张亚涛:会有一点,但仅局限在艺术创作中。很多人都在画家乡,这一课题在我大一的时候就在想,能不能画一幅与家乡有关的作品。但大多数人无非就是画家乡美丽的风景,标志性的建筑物,传统的风土人情,我一直在考虑从一些特殊的角度出发。《大海的故事》也许是我唯一有含义的作品也是我的本科毕业创作之一。画的是我长大地方——内蒙古阿拉善的最后一位王爷达理扎雅,他的蒙语名字翻译过来就是大海的命运。
《大海的命运》 布面油画 2016
我小的时候就听过他的一些故事。他作为一个封建王公开设了阿拉善的第一所女子学校,大力兴办教育,也促使阿拉善和平解放,做了这么多好事,可是在十年动乱的时候被迫和夫人自杀了。现在一提阿拉善就是胡杨林、贺兰山、双峰驼和巴丹吉林沙漠,很少有人记着他们这些在以前做过贡献的人。

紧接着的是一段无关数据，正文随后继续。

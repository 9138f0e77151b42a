// Copyright 2025 the Understory Authors
// SPDX-License-Identifier: Apache-2.0 OR MIT

// After you edit the crate's doc comment, run this command, then check README.md for any missing links
// cargo rdme --workspace-project=understory_propagation --heading-base-level=0

//! Understory Propagation: bubbling gesture events across independently bound recognizers.
//!
//! ## Overview
//!
//! Gesture recognizers are usually bound to one element each and know nothing about one another.
//! This crate gives them DOM-style bubbling: a gesture recognized on a nested element is delivered
//! to the handlers of that element and then of every ancestor that also has a binding, until a
//! handler stops propagation.
//!
//! It does not recognize gestures. A [`Recognizer`](crate::types::Recognizer) supplied by the host
//! reports events, and a [`ParentLookup`](crate::types::ParentLookup) describes the element tree.
//!
//! ## Pieces
//!
//! - [`Propagator`](crate::propagator::Propagator): owns the bindings of one document and runs the
//!   dispatch trampoline.
//! - [`Binding`](crate::binding::Binding): one recognizer on one element, with its per-type
//!   handler registry.
//! - [`GestureOrigin`](crate::origin::GestureOrigin): where the current gesture began. Walks
//!   always start there, so a drag that leaves its element keeps bubbling from where it started.
//! - [`Options`](crate::policy::Options): the default-action policy applied to raw input phases.
//! - [`adapter`]: bind a single recognizer, or wrap a factory so every recognizer it builds is bound.
//!
//! ## Ordering
//!
//! For one event, handlers run from the gesture's first target outward to the root.
//! On one element, bindings run in attach order and each binding's handlers in registration order.
//! [`PropagatedEvent::stop_propagation`](crate::event::PropagatedEvent::stop_propagation) ends the
//! walk after the current handler.
//!
//! ## Dedup
//!
//! One native input may be reported by several bindings. Each gesture type propagates at most once
//! per native input, keyed on [`InputId`](crate::types::InputId); distinct types from the same input
//! (say `pan` and `panend`) each get their own pass.
//!
//! ## Example
//!
//! ```
//! use std::cell::RefCell;
//! use std::rc::Rc;
//!
//! use understory_propagation::policy::Options;
//! use understory_propagation::propagator::Propagator;
//! use understory_propagation::types::{
//!     EventFlags, GestureEvent, InputId, INPUT_EVENT, NativeInput, ParentLookup, PointerType,
//!     Recognizer,
//! };
//!
//! #[derive(Clone)]
//! struct Pointer(u64);
//! impl NativeInput for Pointer {
//!     fn input_id(&self) -> InputId { InputId(self.0) }
//!     fn prevent_default(&self) {}
//! }
//!
//! struct Taps(u32);
//! impl Recognizer<u32, Pointer> for Taps {
//!     fn element(&self) -> u32 { self.0 }
//!     fn subscribe(&mut self, _kind: &str) {}
//!     fn unsubscribe(&mut self, _kind: &str) {}
//!     fn destroy(&mut self) {}
//! }
//!
//! // 2 is a child of 1.
//! #[derive(Default)]
//! struct Tree;
//! impl ParentLookup<u32> for Tree {
//!     fn parent_of(&self, node: &u32) -> Option<u32> { (*node == 2).then_some(1) }
//! }
//!
//! let mut doc: Propagator<u32, Pointer, Tree> = Propagator::new();
//! let parent = doc.bind(Taps(1), Options::new());
//! let child = doc.bind(Taps(2), Options::new());
//!
//! let seen = Rc::new(RefCell::new(Vec::new()));
//! for (id, name) in [(parent, "parent"), (child, "child")] {
//!     let seen = seen.clone();
//!     doc.on(id, "tap", move |e| {
//!         seen.borrow_mut().push((name, e.first_target()));
//!         Ok(())
//!     });
//! }
//!
//! // The child's recognizer reports a pointer down, then a tap.
//! let down = Pointer(1);
//! let raw = GestureEvent::new(INPUT_EVENT, 2, down.clone(), PointerType::Touch)
//!     .with_flags(EventFlags::FIRST);
//! doc.dispatch(child, raw).unwrap();
//! doc.dispatch(child, GestureEvent::new("tap", 2, down, PointerType::Touch)).unwrap();
//!
//! assert_eq!(*seen.borrow(), [("child", 2), ("parent", 2)]);
//! ```
//!
//! ## Limitations
//!
//! One gesture is tracked at a time per [`Propagator`](crate::propagator::Propagator).
//! Simultaneous gestures recognized by different bindings share a single origin.
//!
//! This crate is `no_std` and uses `alloc`.

#![no_std]

extern crate alloc;

pub mod adapter;
pub mod binding;
pub mod error;
pub mod event;
pub mod origin;
pub mod policy;
pub mod propagator;
pub mod types;

#[cfg(test)]
mod test_support;

pub use adapter::{RecognizerFactory, wrap_factory, wrap_instance};
pub use binding::{Binding, BindingId, HandlerId};
pub use error::{ConfigError, DispatchError, HandlerError, HandlerResult};
pub use event::PropagatedEvent;
pub use propagator::{Delivery, Propagator};
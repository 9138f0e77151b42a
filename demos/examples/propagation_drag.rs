// Copyright 2025 the Understory Authors
// SPDX-License-Identifier: Apache-2.0 OR MIT

//! Drag across siblings.
//!
//! A pan starts on one card and moves over its sibling. Handlers on the
//! shared parent keep seeing the card where the drag began as the first
//! target, while `target` follows the pointer. Both bindings report every
//! native move; each gesture type still propagates once per move.
//!
//! Options come from JSON, and touch input has its default action suppressed.
//!
//! Run:
//! - `cargo run -p understory_demos --example propagation_drag`

use std::cell::Cell;
use std::rc::Rc;

use kurbo::Point;
use understory_propagation::policy::Options;
use understory_propagation::propagator::{Delivery, Propagator};
use understory_propagation::types::{
    EventFlags, GestureEvent, INPUT_EVENT, InputId, NativeInput, ParentLookup, PointerType,
    Recognizer,
};

#[derive(Clone, Debug)]
struct Touch {
    id: u64,
    prevented: Rc<Cell<bool>>,
}

impl Touch {
    fn new(id: u64) -> Self {
        Self {
            id,
            prevented: Rc::new(Cell::new(false)),
        }
    }
}

impl NativeInput for Touch {
    fn input_id(&self) -> InputId {
        InputId(self.id)
    }
    fn prevent_default(&self) {
        self.prevented.set(true);
    }
}

struct Pan(u32);

impl Recognizer<u32, Touch> for Pan {
    fn element(&self) -> u32 {
        self.0
    }
    fn subscribe(&mut self, _kind: &str) {}
    fn unsubscribe(&mut self, _kind: &str) {}
    fn destroy(&mut self) {}
}

/// Board (0) holds two cards, 1 and 2.
#[derive(Default)]
struct Board;

impl ParentLookup<u32> for Board {
    fn parent_of(&self, node: &u32) -> Option<u32> {
        (*node != 0).then_some(0)
    }
}

fn main() {
    let options: Options = match serde_json::from_str(r#"{ "preventDefault": "touch" }"#) {
        Ok(o) => o,
        Err(err) => {
            eprintln!("bad options: {err}");
            return;
        }
    };
    println!("options: {options:?}");

    let mut doc: Propagator<u32, Touch, Board> = Propagator::new();
    let board = doc.bind(Pan(0), options);
    let card = doc.bind(Pan(1), options);

    doc.on(board, "pan panend", |e| {
        let ev = e.event();
        println!(
            "  board {:<6} first_target={} target={} center=({:.0}, {:.0}) delta=({:.0}, {:.0})",
            ev.kind,
            e.first_target(),
            ev.target,
            ev.center.x,
            ev.center.y,
            ev.delta.x,
            ev.delta.y
        );
        Ok(())
    });
    doc.on(card, "panend", |e| {
        println!("  card 1 saw the drag end over {}", e.target());
        Ok(())
    });

    let start = Point::new(20.0, 20.0);
    let path = [
        (1, Point::new(20.0, 20.0)),
        (1, Point::new(60.0, 22.0)),
        (2, Point::new(140.0, 25.0)),
    ];
    for (step, &(over, at)) in path.iter().enumerate() {
        let first = step == 0;
        let last = step + 1 == path.len();
        let mut flags = EventFlags::empty();
        flags.set(EventFlags::FIRST, first);
        flags.set(EventFlags::FINAL, last);

        let src = Touch::new(step as u64);
        println!("== move {step} over card {over} ==");
        // Both recognizers observe the same native move.
        for id in [card, board] {
            let raw = GestureEvent::new(INPUT_EVENT, over, src.clone(), PointerType::Touch)
                .with_flags(flags);
            let _ = doc.dispatch(id, raw);
        }
        let mut kinds = vec!["pan"];
        if last {
            kinds.push("panend");
        }
        for kind in kinds {
            for id in [card, board] {
                let ev = GestureEvent::new(kind, over, src.clone(), PointerType::Touch)
                    .with_flags(flags)
                    .at(at, at - start);
                match doc.dispatch(id, ev) {
                    Ok(Delivery::Duplicate) => println!("  ({kind} already propagated)"),
                    Ok(_) => {}
                    Err(err) => eprintln!("  dispatch failed: {err}"),
                }
            }
        }
        println!("  default prevented: {}", src.prevented.get());
    }

}
// Copyright 2025 the Understory Authors
// SPDX-License-Identifier: Apache-2.0 OR MIT

//! Bindings: one recognizer on one element, plus its handler registry.
//!
//! ## Registry
//!
//! Handlers are kept per event type in registration order. The recognizer is
//! subscribed to a type when its first handler arrives and unsubscribed when
//! its last handler leaves, so a recognizer never reports types nobody
//! listens to.
//!
//! Type lists are whitespace separated, so `"pan panend"` registers for both.
//! An empty list registers nothing.

use alloc::boxed::Box;
use alloc::collections::BTreeMap;
use alloc::collections::btree_map::Entry;
use alloc::rc::Rc;
use alloc::string::String;
use alloc::vec::Vec;
use core::cell::RefCell;

use crate::error::HandlerResult;
use crate::event::PropagatedEvent;
use crate::policy::Options;
use crate::types::{INPUT_EVENT, Recognizer};

/// Handle to a binding owned by a [`Propagator`](crate::propagator::Propagator).
///
/// A slot index plus a generation. Once the binding is destroyed the handle is
/// stale; a later binding reusing the slot gets a higher generation, so stale
/// handles never alias it.
#[derive(Copy, Clone, Debug, Eq, PartialEq, Hash, PartialOrd, Ord)]
pub struct BindingId(pub(crate) u32, pub(crate) u32);

impl BindingId {
    pub(crate) const fn new(idx: u32, generation: u32) -> Self {
        Self(idx, generation)
    }

    pub(crate) const fn idx(self) -> usize {
        self.0 as usize
    }
}

/// Identity of a handler registered with [`Binding::on`].
///
/// Pass it to [`Binding::off`] to remove exactly that handler.
#[derive(Copy, Clone, Debug, Eq, PartialEq, Hash)]
pub struct HandlerId(u32);

pub(crate) type Callback<K, N> = Rc<RefCell<dyn FnMut(&mut PropagatedEvent<K, N>) -> HandlerResult>>;

struct Handler<K, N> {
    id: HandlerId,
    callback: Callback<K, N>,
}

/// A gesture recognizer bound to an element, with its handler registry.
pub struct Binding<K, N> {
    element: K,
    recognizer: Box<dyn Recognizer<K, N>>,
    options: Options,
    handlers: BTreeMap<String, Vec<Handler<K, N>>>,
    next_handler: u32,
}

impl<K: core::fmt::Debug, N> core::fmt::Debug for Binding<K, N> {
    fn fmt(&self, f: &mut core::fmt::Formatter<'_>) -> core::fmt::Result {
        f.debug_struct("Binding")
            .field("element", &self.element)
            .field("options", &self.options)
            .field("types", &self.handlers.keys().collect::<Vec<_>>())
            .finish_non_exhaustive()
    }
}

impl<K: Copy, N> Binding<K, N> {
    pub(crate) fn new(mut recognizer: Box<dyn Recognizer<K, N>>, options: Options) -> Self {
        recognizer.subscribe(INPUT_EVENT);
        Self {
            element: recognizer.element(),
            recognizer,
            options,
            handlers: BTreeMap::new(),
            next_handler: 0,
        }
    }

    /// The element this binding is attached to.
    pub fn element(&self) -> K {
        self.element
    }

    /// Options captured at construction.
    pub fn options(&self) -> &Options {
        &self.options
    }

    /// Register `handler` for each type in the whitespace-separated `kinds`.
    ///
    /// The same handler (and the same [`HandlerId`]) is shared by all listed types.
    pub fn on<F>(&mut self, kinds: &str, handler: F) -> HandlerId
    where
        F: FnMut(&mut PropagatedEvent<K, N>) -> HandlerResult + 'static,
    {
        let id = HandlerId(self.next_handler);
        self.next_handler = self.next_handler.wrapping_add(1);
        let callback: Callback<K, N> = Rc::new(RefCell::new(handler));

        for kind in kinds.split_whitespace() {
            if kind == INPUT_EVENT {
                tracing::warn!(kind, "reserved event type cannot carry handlers");
                continue;
            }
            let handler = Handler {
                id,
                callback: Rc::clone(&callback),
            };
            match self.handlers.entry(kind.into()) {
                Entry::Vacant(slot) => {
                    tracing::debug!(kind, "subscribing recognizer");
                    self.recognizer.subscribe(kind);
                    slot.insert(alloc::vec![handler]);
                }
                Entry::Occupied(slot) => slot.into_mut().push(handler),
            }
        }
        id
    }

    /// Remove handlers for each type in the whitespace-separated `kinds`.
    ///
    /// With `Some(id)` only that handler is removed; with `None` every handler
    /// for the type is. A type left without handlers is unsubscribed.
    pub fn off(&mut self, kinds: &str, handler: Option<HandlerId>) {
        for kind in kinds.split_whitespace() {
            if kind == INPUT_EVENT {
                tracing::warn!(kind, "reserved event type cannot carry handlers");
                continue;
            }
            let Some(list) = self.handlers.get_mut(kind) else {
                continue;
            };
            match handler {
                Some(id) => list.retain(|h| h.id != id),
                None => list.clear(),
            }
            if list.is_empty() {
                self.handlers.remove(kind);
                tracing::debug!(kind, "unsubscribing recognizer");
                self.recognizer.unsubscribe(kind);
            }
        }
    }

    /// Whether any handler is registered for `kind`.
    pub fn listens(&self, kind: &str) -> bool {
        self.handlers.contains_key(kind)
    }

    /// Types the recognizer is currently subscribed to on behalf of handlers.
    pub fn registered_types(&self) -> impl Iterator<Item = &str> + '_ {
        self.handlers.keys().map(String::as_str)
    }

    /// Number of handlers registered for `kind`.
    pub fn handler_count(&self, kind: &str) -> usize {
        self.handlers.get(kind).map_or(0, Vec::len)
    }

    pub(crate) fn callbacks(&self, kind: &str) -> impl Iterator<Item = &Callback<K, N>> + '_ {
        self.handlers
            .get(kind)
            .into_iter()
            .flatten()
            .map(|h| &h.callback)
    }

    pub(crate) fn recognizer_mut(&mut self) -> &mut dyn Recognizer<K, N> {
        &mut *self.recognizer
    }

    /// Clear every handler and tear down the recognizer.
    pub(crate) fn destroy(mut self) {
        self.handlers.clear();
        self.recognizer.destroy();
    }
}
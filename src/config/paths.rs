//! Path management
//!
//! ## Path Resolution Order
//!
//! 1. `BUDGET_TRACKER_DATA_DIR` environment variable (if set)
//! 2. Unix (Linux/macOS): `$XDG_CONFIG_HOME/budget-tracker` or `~/.config/budget-tracker`
//! 3. Windows: `%APPDATA%\budget-tracker`

use std::path::{Path, PathBuf};

use crate::error::BudgetError;

/// Environment variable overriding the base directory
pub const DATA_DIR_ENV: &str = "BUDGET_TRACKER_DATA_DIR";

/// All paths used by the budget tracker
#[derive(Debug, Clone)]
pub struct BudgetPaths {
    base_dir: PathBuf,
}

impl BudgetPaths {
    /// Resolve the base directory from the environment
    ///
    /// # Errors
    ///
    /// Returns an error if no home/config directory can be determined.
    pub fn new() -> Result<Self, BudgetError> {
        Self::resolve(std::env::var(DATA_DIR_ENV).ok())
    }

    /// Resolve from an explicit override value; blank counts as unset
    pub fn resolve(data_dir_override: Option<String>) -> Result<Self, BudgetError> {
        let base_dir = match data_dir_override {
            Some(custom) if !custom.trim().is_empty() => PathBuf::from(custom),
            _ => resolve_default_path()?,
        };

        Ok(Self { base_dir })
    }

    /// Use a custom base directory (useful for testing)
    pub fn with_base_dir(base_dir: PathBuf) -> Self {
        Self { base_dir }
    }

    pub fn base_dir(&self) -> &Path {
        &self.base_dir
    }

    /// Data directory (`<base>/data/`)
    pub fn data_dir(&self) -> PathBuf {
        self.base_dir.join("data")
    }

    /// User settings (`<base>/config.json`)
    pub fn settings_file(&self) -> PathBuf {
        self.base_dir.join("config.json")
    }

    /// Audit log (`<base>/audit.log`)
    pub fn audit_log(&self) -> PathBuf {
        self.base_dir.join("audit.log")
    }

    /// Session snapshot (`<base>/data/session.json`)
    pub fn session_file(&self) -> PathBuf {
        self.data_dir().join("session.json")
    }

    /// Create the base and data directories
    pub fn ensure_directories(&self) -> Result<(), BudgetError> {
        std::fs::create_dir_all(&self.base_dir)
            .map_err(|e| BudgetError::Io(format!("Failed to create base directory: {}", e)))?;

        std::fs::create_dir_all(self.data_dir())
            .map_err(|e| BudgetError::Io(format!("Failed to create data directory: {}", e)))?;

        Ok(())
    }
}

#[cfg(not(windows))]
fn resolve_default_path() -> Result<PathBuf, BudgetError> {
    let config_base = match std::env::var("XDG_CONFIG_HOME") {
        Ok(xdg) if !xdg.is_empty() => PathBuf::from(xdg),
        _ => {
            let home = std::env::var("HOME").map_err(|_| {
                BudgetError::Config("Could not determine HOME directory".into())
            })?;
            PathBuf::from(home).join(".config")
        }
    };
    Ok(config_base.join("budget-tracker"))
}

#[cfg(windows)]
fn resolve_default_path() -> Result<PathBuf, BudgetError> {
    let appdata = std::env::var("APPDATA")
        .map_err(|_| BudgetError::Config("Could not determine APPDATA directory".into()))?;
    Ok(PathBuf::from(appdata).join("budget-tracker"))
}
//! Money type for budget and expense amounts
//!
//! Internally stores amounts in cents (i64) so totals and remaining budget
//! are exact. Raw text from the user is converted with [`Money::parse`];
//! nothing is coerced implicitly.

use serde::{Deserialize, Serialize};
use std::fmt;
use std::ops::{Add, AddAssign, Neg, Sub};

use thiserror::Error;

/// Represents a monetary amount stored as cents
#[derive(Debug, Clone, Copy, PartialEq, Eq, PartialOrd, Ord, Hash, Serialize, Deserialize)]
#[serde(transparent)]
pub struct Money(i64);

impl Money {
    /// Create a Money amount from cents
    ///
    /// # Examples
    /// ```
    /// use budget_tracker::models::Money;
    /// let amount = Money::from_cents(1050); // $10.50
    /// assert_eq!(amount.to_string(), "$10.50");
    /// ```
    pub const fn from_cents(cents: i64) -> Self {
        Self(cents)
    }

    /// Create a Money amount from whole currency units
    pub const fn from_units(units: i64) -> Self {
        Self(units * 100)
    }

    /// Create a zero Money amount
    pub const fn zero() -> Self {
        Self(0)
    }

    /// Get the amount in cents
    pub const fn cents(&self) -> i64 {
        self.0
    }

    /// Get the whole units portion (truncated toward zero)
    pub const fn units(&self) -> i64 {
        self.0 / 100
    }

    /// Get the cents portion (0-99)
    pub const fn cents_part(&self) -> i64 {
        (self.0 % 100).abs()
    }

    pub const fn is_zero(&self) -> bool {
        self.0 == 0
    }

    pub const fn is_positive(&self) -> bool {
        self.0 > 0
    }

    pub const fn is_negative(&self) -> bool {
        self.0 < 0
    }

    /// Parse a non-negative amount typed by the user
    ///
    /// Accepts "300", "300.5", "300.50" and "$300.50". At most two decimal
    /// places; signs, exponents and stray characters are rejected.
    pub fn parse(s: &str) -> Result<Self, MoneyParseError> {
        let raw = s.trim();
        if raw.is_empty() {
            return Err(MoneyParseError::Empty);
        }
        if raw.starts_with('-') {
            return Err(MoneyParseError::Negative(raw.to_string()));
        }

        let digits = raw.strip_prefix('$').unwrap_or(raw);
        let (whole, frac) = match digits.split_once('.') {
            Some((whole, frac)) => (whole, frac),
            None => (digits, ""),
        };

        let all_digits = |part: &str| part.chars().all(|c| c.is_ascii_digit());
        if (whole.is_empty() && frac.is_empty())
            || !all_digits(whole)
            || !all_digits(frac)
            || frac.len() > 2
        {
            return Err(MoneyParseError::InvalidFormat(raw.to_string()));
        }

        let units: i64 = if whole.is_empty() {
            0
        } else {
            whole
                .parse()
                .map_err(|_| MoneyParseError::InvalidFormat(raw.to_string()))?
        };
        let cents: i64 = match frac.len() {
            0 => 0,
            1 => frac.parse::<i64>().unwrap_or(0) * 10,
            _ => frac.parse().unwrap_or(0),
        };

        units
            .checked_mul(100)
            .and_then(|c| c.checked_add(cents))
            .map(Self)
            .ok_or_else(|| MoneyParseError::InvalidFormat(raw.to_string()))
    }

    /// Format with a currency symbol
    pub fn format_with_symbol(&self, symbol: &str) -> String {
        let sign = if self.is_negative() { "-" } else { "" };
        format!(
            "{}{}{}.{:02}",
            sign,
            symbol,
            self.units().abs(),
            self.cents_part()
        )
    }
}

impl Default for Money {
    fn default() -> Self {
        Self::zero()
    }
}

impl fmt::Display for Money {
    fn fmt(&self, f: &mut fmt::Formatter<'_>) -> fmt::Result {
        write!(f, "{}", self.format_with_symbol("$"))
    }
}

impl Add for Money {
    type Output = Self;

    fn add(self, other: Self) -> Self {
        Self(self.0 + other.0)
    }
}

impl AddAssign for Money {
    fn add_assign(&mut self, other: Self) {
        self.0 += other.0;
    }
}

impl Sub for Money {
    type Output = Self;

    fn sub(self, other: Self) -> Self {
        Self(self.0 - other.0)
    }
}

impl Neg for Money {
    type Output = Self;

    fn neg(self) -> Self {
        Self(-self.0)
    }
}

impl std::iter::Sum for Money {
    fn sum<I: Iterator<Item = Self>>(iter: I) -> Self {
        iter.fold(Money::zero(), |acc, m| acc + m)
    }
}

impl<'a> std::iter::Sum<&'a Money> for Money {
    fn sum<I: Iterator<Item = &'a Money>>(iter: I) -> Self {
        iter.copied().sum()
    }
}

/// Error type for money parsing
#[derive(Debug, Clone, PartialEq, Eq, Error)]
pub enum MoneyParseError {
    #[error("Amount is empty")]
    Empty,
    #[error("Amount cannot be negative: {0}")]
    Negative(String),
    #[error("Invalid amount: {0}")]
    InvalidFormat(String),
}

《超高速》之所以这样叫是因为画面底下的绿色部分是有一天我拍高速公路,后来看照片发现高速运动下的高速路绿色栏杆还真好看,一种很特殊的浓稠的感觉,我就把它和一张老照片上的战士结合起来。这种现代和过去的组合对我来说很有意思,再用“超高速”这个不着边的名字,指不定看的人会从中看出什么我没想过的意义。而且这两幅作品只能算一种图像上简单的尝试。
《女儿国 Kingdoms of females》 38x62cm 布面油画 2018
Arthub:能和我们聊下你最近的创作动态吗?从早期创作到现阶段的创作你认为最大的变化是什么?
张亚涛:我最近在还是在画画。最大的变化就是逐步形成了一个体系和一个固定的创作方法,但这对我来说并不是好事,我可不想十年以后做出来的东西跟现在一样,只是技术上有所提高。
Arthub:古今中外你最喜欢的艺术家是谁?你认为你的绘画能量来自谁的养分?
张亚涛:说实话我没有最喜欢的艺术家,就像我没有最喜欢的食物和歌曲。我可能只喜欢这个艺术家的某一组画而不喜欢这个艺术家本人和他的其他作品,也可能喜欢这个艺术家的文章而不喜欢他的作品。
绘画能量当然来自我自己,但养分还是来自于很多老师和艺术家,最主要还是我本科的导师王彤以及一些来自北欧的老师和艺术家朋友,是他们使我从风情油画和学院传统图式中解脱出来,他们的理念至今仍在影响我的创作。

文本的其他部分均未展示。